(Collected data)
····················
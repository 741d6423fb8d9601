use std::path::{Path, PathBuf};

use serde::{Deserialize, Serialize};
use tracing::warn;

use crate::core::error::{LauncherError, LauncherResult};
use crate::core::installation::InstallationType;

/// User preferences persisted next to the mod cache.
#[derive(Debug, Clone, Serialize, Deserialize, PartialEq, Eq)]
pub struct LauncherSettings {
    pub installation_type: InstallationType,
    /// Fetch the `_dbg` plugin builds, which write logs.
    pub enable_plugin_logging: bool,
    /// Re-download the plugin files before every modded launch.
    pub enable_plugin_automatic_updates: bool,
}

impl LauncherSettings {
    pub fn with_installation_type(installation_type: InstallationType) -> Self {
        Self {
            installation_type,
            enable_plugin_logging: false,
            enable_plugin_automatic_updates: true,
        }
    }
}

impl Default for LauncherSettings {
    fn default() -> Self {
        Self::with_installation_type(InstallationType::NotSet)
    }
}

/// JSON file holding a `LauncherSettings`.
#[derive(Debug, Clone)]
pub struct SettingsFile {
    path: PathBuf,
}

impl SettingsFile {
    pub fn new(path: impl Into<PathBuf>) -> Self {
        Self { path: path.into() }
    }

    pub fn path(&self) -> &Path {
        &self.path
    }

    /// Returns `defaults` when the file is missing, unreadable or malformed.
    pub fn load_or(&self, defaults: LauncherSettings) -> LauncherSettings {
        let raw = match std::fs::read_to_string(&self.path) {
            Ok(raw) => raw,
            Err(e) if e.kind() == std::io::ErrorKind::NotFound => return defaults,
            Err(e) => {
                warn!("Cannot read settings {:?}: {}. Loading defaults.", self.path, e);
                return defaults;
            }
        };

        match serde_json::from_str(&raw) {
            Ok(settings) => settings,
            Err(e) => {
                warn!(
                    "Settings {:?} malformed or from an unsupported version. Loading defaults. Cause: {}",
                    self.path, e
                );
                defaults
            }
        }
    }

    pub fn save(&self, settings: &LauncherSettings) -> LauncherResult<()> {
        if let Some(parent) = self.path.parent() {
            std::fs::create_dir_all(parent).map_err(|e| LauncherError::io(parent, e))?;
        }

        let json = serde_json::to_string_pretty(settings)?;
        std::fs::write(&self.path, json).map_err(|e| LauncherError::io(&self.path, e))
    }
}
use std::path::Path;

use async_trait::async_trait;
use reqwest::Client;
use sha1::{Digest, Sha1};
use tokio::io::AsyncWriteExt;
use tracing::debug;

use super::FileTransfer;
use crate::core::error::{LauncherError, LauncherResult};
use crate::core::http::build_http_client;

/// Sequential HTTPS downloader with status, size and SHA-1 validation.
pub struct Downloader {
    client: Client,
}

impl Downloader {
    pub fn new() -> LauncherResult<Self> {
        Ok(Self {
            client: build_http_client()?,
        })
    }

    pub fn with_client(client: Client) -> Self {
        Self { client }
    }

    /// Download a single file to `dest`, optionally validating SHA-1.
    ///
    /// Creates parent directories as needed. Nothing is written unless the
    /// response passes validation, so a failed download never truncates an
    /// existing file.
    pub async fn download_file(
        &self,
        url: &str,
        dest: &Path,
        sha1_expected: Option<&str>,
    ) -> LauncherResult<()> {
        if let Some(parent) = dest.parent() {
            tokio::fs::create_dir_all(parent)
                .await
                .map_err(|e| LauncherError::io(parent, e))?;
        }

        let response = self.client.get(url).send().await?;

        let status = response.status();
        if !status.is_success() {
            return Err(LauncherError::DownloadFailed {
                url: url.to_string(),
                status: status.as_u16(),
            });
        }

        let bytes = response.bytes().await?;
        check_payload(url, dest, &bytes, sha1_expected)?;

        // Scoped so the handle is closed before the caller touches the file again
        {
            let mut file = tokio::fs::File::create(dest)
                .await
                .map_err(|e| LauncherError::io(dest, e))?;
            file.write_all(&bytes)
                .await
                .map_err(|e| LauncherError::io(dest, e))?;
            file.flush().await.map_err(|e| LauncherError::io(dest, e))?;
        }

        debug!("Downloaded: {} -> {:?} ({} bytes)", url, dest, bytes.len());
        Ok(())
    }

    /// Validate an existing file's SHA-1.
    pub async fn validate_sha1(path: &Path, expected: &str) -> LauncherResult<bool> {
        let bytes = tokio::fs::read(path)
            .await
            .map_err(|e| LauncherError::io(path, e))?;
        Ok(sha1_hex(&bytes).eq_ignore_ascii_case(expected))
    }
}

#[async_trait]
impl FileTransfer for Downloader {
    async fn fetch(&self, url: &str, dest: &Path, sha1: Option<&str>) -> LauncherResult<()> {
        self.download_file(url, dest, sha1).await
    }
}

fn sha1_hex(bytes: &[u8]) -> String {
    let mut hasher = Sha1::new();
    hasher.update(bytes);
    hex::encode(hasher.finalize())
}

/// Reject empty bodies and checksum mismatches.
fn check_payload(
    url: &str,
    dest: &Path,
    bytes: &[u8],
    sha1_expected: Option<&str>,
) -> LauncherResult<()> {
    if bytes.is_empty() {
        return Err(LauncherError::EmptyDownload {
            url: url.to_string(),
        });
    }

    if let Some(expected) = sha1_expected {
        let actual = sha1_hex(bytes);
        if !actual.eq_ignore_ascii_case(expected) {
            return Err(LauncherError::Sha1Mismatch {
                path: dest.to_path_buf(),
                expected: expected.to_string(),
                actual,
            });
        }
    }

    Ok(())
}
····················
YOUR OBJECTIVE>
Look above for the line holding "let bytes = response.bytes().await?;" and the line holding "impl FileTransfer for", then output exactly those two lines and every line between them, nothing more.

WRITTEN ANSWER>
        let bytes = response.bytes().await?;
        check_payload(url, dest, &bytes, sha1_expected)?;

        // Scoped so the handle is closed before the caller touches the file again
        {
            let mut file = tokio::fs::File::create(dest)
                .await
                .map_err(|e| LauncherError::io(dest, e))?;
            file.write_all(&bytes)
                .await
                .map_err(|e| LauncherError::io(dest, e))?;
            file.flush().await.map_err(|e| LauncherError::io(dest, e))?;
        }

        debug!("Downloaded: {} -> {:?} ({} bytes)", url, dest, bytes.len());
        Ok(())
    }

    /// Validate an existing file's SHA-1.
    pub async fn validate_sha1(path: &Path, expected: &str) -> LauncherResult<bool> {
        let bytes = tokio::fs::read(path)
            .await
            .map_err(|e| LauncherError::io(path, e))?;
        Ok(sha1_hex(&bytes).eq_ignore_ascii_case(expected))
    }
}

#[async_trait]
impl FileTransfer for Downloader {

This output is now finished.